第57話
人間は世界の在り様を他人から聞く事はできない。ルシファーは確かにそう言った。ならば何故ネイトはルシファーの言葉を漏らさず聞き入れたと言えるのだろうか。俺はルシファーへ視線を向けて回答を急かした。
「嘘を言う必要はねぇと思うが、一応確認だ。何て聞こえたか言ってみろ」
「…………と、私には聞こえました」
ネイトの口は動いているが声は全く聞こえない。やはりネイトにはルシファーの声が、世界の在り様が理解できている。予期せぬ現象にルシファーも目を丸くしていたが、やがて引きつった笑みを浮かべる。

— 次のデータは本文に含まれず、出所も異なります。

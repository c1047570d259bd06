use std::error::Error;
use std::sync::Arc;

use async_trait::async_trait;
use tracing::{info, warn};
use tracing_ingest_bridge::{
    init::init_tracing,
    record::LogRecord,
    sink::{Destination, Transport},
};

/// Example of integrating a backend by implementing the `Transport`
/// trait directly. A real transport would POST the batch to the
/// ingestion endpoint; this one prints each record as a JSON line.
struct StdoutTransport;

#[async_trait]
impl Transport for StdoutTransport {
    async fn send(
        &self,
        destination: &Destination,
        records: &[LogRecord],
    ) -> Result<(), Box<dyn Error + Send + Sync>> {
        for record in records {
            println!(
                "[{}/{}] {}",
                destination.application_name,
                destination.subsystem_name,
                serde_json::to_string(record)?
            );
        }
        Ok(())
    }
}

#[tokio::main]
async fn main() {
    let bridge = match init_tracing(Arc::new(StdoutTransport)) {
        Ok(bridge) => bridge,
        Err(e) => {
            eprintln!("failed to initialize tracing: {e}");
            return;
        }
    };

    info!("service started");

    let span = tracing::info_span!("request", ThreadId = "worker-3", path = "/login");
    let _guard = span.enter();
    warn!(Category = "auth", ClassName = "SessionStore", user = "a", "password expired");
    drop(_guard);

    bridge.shutdown().await;
}
use std::error::Error;
use std::panic::Location;
use std::sync::Arc;

use crate::attr::Attr;
use crate::severity::Level;

/// Code location that produced an [`Entry`].
#[derive(Debug, Clone, Default, PartialEq, Eq)]
pub struct Caller {
    pub function: String,
    pub file: String,
    pub line: u32,
}

impl Caller {
    pub fn new(function: impl Into<String>, file: impl Into<String>, line: u32) -> Self {
        Caller {
            function: function.into(),
            file: file.into(),
            line,
        }
    }
}

/// Capture the current module, file and line as a [`Caller`].
#[macro_export]
macro_rules! caller {
    () => {
        $crate::handler::Caller::new(module_path!(), file!(), line!())
    };
}

/// One structured event on its way through a [`Handler`] chain.
///
/// Entries carry no timestamp; the wire record is stamped when the sink
/// receives the message.
#[derive(Debug, Clone)]
pub struct Entry {
    pub level: Level,
    pub message: String,
    pub attrs: Vec<Attr>,
    pub caller: Option<Caller>,
}

impl Entry {
    /// Create an entry with no attributes.
    ///
    /// The caller's file and line are recorded; the function is unknown at
    /// this point and left empty. Use [`Entry::with_caller`] together with
    /// the [`caller!`](crate::caller) macro to record a full location.
    #[track_caller]
    pub fn new(level: Level, message: impl Into<String>) -> Self {
        let location = Location::caller();
        Entry {
            level,
            message: message.into(),
            attrs: Vec::new(),
            caller: Some(Caller::new("", location.file(), location.line())),
        }
    }

    pub fn with_attr(mut self, attr: Attr) -> Self {
        self.attrs.push(attr);
        self
    }

    pub fn with_attrs(mut self, attrs: impl IntoIterator<Item = Attr>) -> Self {
        self.attrs.extend(attrs);
        self
    }

    pub fn with_caller(mut self, caller: Caller) -> Self {
        self.caller = Some(caller);
        self
    }

    pub fn without_caller(mut self) -> Self {
        self.caller = None;
        self
    }
}

/// Error returned from [`Handler::handle`].
#[derive(thiserror::Error, Debug)]
pub enum HandlerError {
    /// A handler further down the chain failed.
    #[error("downstream handler failed: {0}")]
    Downstream(#[source] Box<dyn Error + Send + Sync>),
}

/// Pluggable structured-logging handler.
///
/// Handlers are immutable: deriving one with extra attributes or a group
/// returns a new handler and leaves `self` untouched, so derived handlers
/// can be created concurrently from a shared parent.
pub trait Handler: Send + Sync {
    /// Whether events at `level` should be handled at all.
    fn enabled(&self, level: Level) -> bool;

    /// Process one event.
    fn handle(&self, entry: &Entry) -> Result<(), HandlerError>;

    /// Return a handler that adds `attrs` to every event it handles.
    fn with_attributes(&self, attrs: Vec<Attr>) -> Arc<dyn Handler>;

    /// Return a handler that nests all subsequently added attributes
    /// under `name`.
    fn with_group(&self, name: &str) -> Arc<dyn Handler>;
}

「フッ、フフフ……ハハハハッ!まさかこんな近くに輪廻の解脱者がいるとはな」
「セルビティオ?」
初めて聞く単語をネイトが反復して尋ねる。
「この世の、神の理に縛られない者の呼び名だ。極稀にいるんだよ、個人でこの世界の仕組みを悟っちまう奴が」
「ネイトが世界の仕組みを知っている?」
疑問を視線に乗せて尋ねるが、当の本人に自覚はないらしく、怪訝そうな表情で首を横に振るだけだった。これにはルシファーも首を傾げて疑問を露わにする。
「自覚のない輪廻の解脱者だと?」
ルシファーが顎に手を当て、思考に集中し始めた。セルビティオに関して無知な俺が口を挟める状況ではないので、部屋の隅で大人しくしているアイラへ話題を振ってみる。
「ごめんね。俺が天子じゃないと知れ渡れば、アイラにも窮屈な思いをさせることになる」
急に話しかけられて驚いたのか、アイラは少し大げさな動作で頭を振った。
「い、いえ、わたしのことは気にしないでください!エフィムさんはエフィムさん自身のことに集中してください」
「うん、ありがとう」
謝ったつもりが、逆にアイラに気を遣わせてしまう結果になってしまった。申し訳ないと思うも、それを口にしたところでアイラを困らせてしまうだけだし、謝罪は胸の中にしまっておくとしよう。
「そういえば、エフィムさんのところにクオリアさんは来ませんでしたか?」
「クオリア?いや、来てないけど……」
アイラの実家の跡地で出会い、俺にアイラを守る決意をさせてくれた不思議な少年。なぜクオリアの名前が出たのか、その謎は直ぐにアイラから明かされた。
「わたしたちをこの船に逃がしてくれたのはクオリアさんなんです。それでお礼も言いたいですし、聞きたい事もあったんですが」
クオリアが俺達を助けてくれた。それはつまり、あの少年がレゲネラツィの一員ということだ。自分より幾らか年下のあどけない少年が、反社会組織とも言えるレゲネラツィに参加していること自体驚きであるものの、それ以上にウリエルや多数の教徒から俺達を逃がした事の方が強い衝撃を受けた。初めて会った時も、俺達を謎の魔術でアイラの精神世界へと誘ったことから、強力な魔術師であることは分かるが、圧倒的な力を持つウリエルを相手にできるとなると、もはや脅威的な存在だ。離れた場所から転移だか転送魔術を使ったのならば話は別かもしれないが、アイラがクオリアの姿を確認しているということは、彼があの戦場に足を踏み入れていた証言になる。
「クオリアとウリエル……」
この二人についても聞き調べなくてはならない。ヘルムートに聞けばクオリアの事は何か教えてくれるだろうか。ウリエルの方はルシファーがよく知っていそうだから、後で聞いてみよう。ゴードヴィッドでの様子を思い出すとあまり気乗りしないが、情報源を選り好みできる余裕はない。
「あー、クソ!考えても分からねぇ!」
頭を掻き毟りながらがなり立てるルシファー。どうやらネイトがセルビティオであることは、かなり特異な状態みたいだ。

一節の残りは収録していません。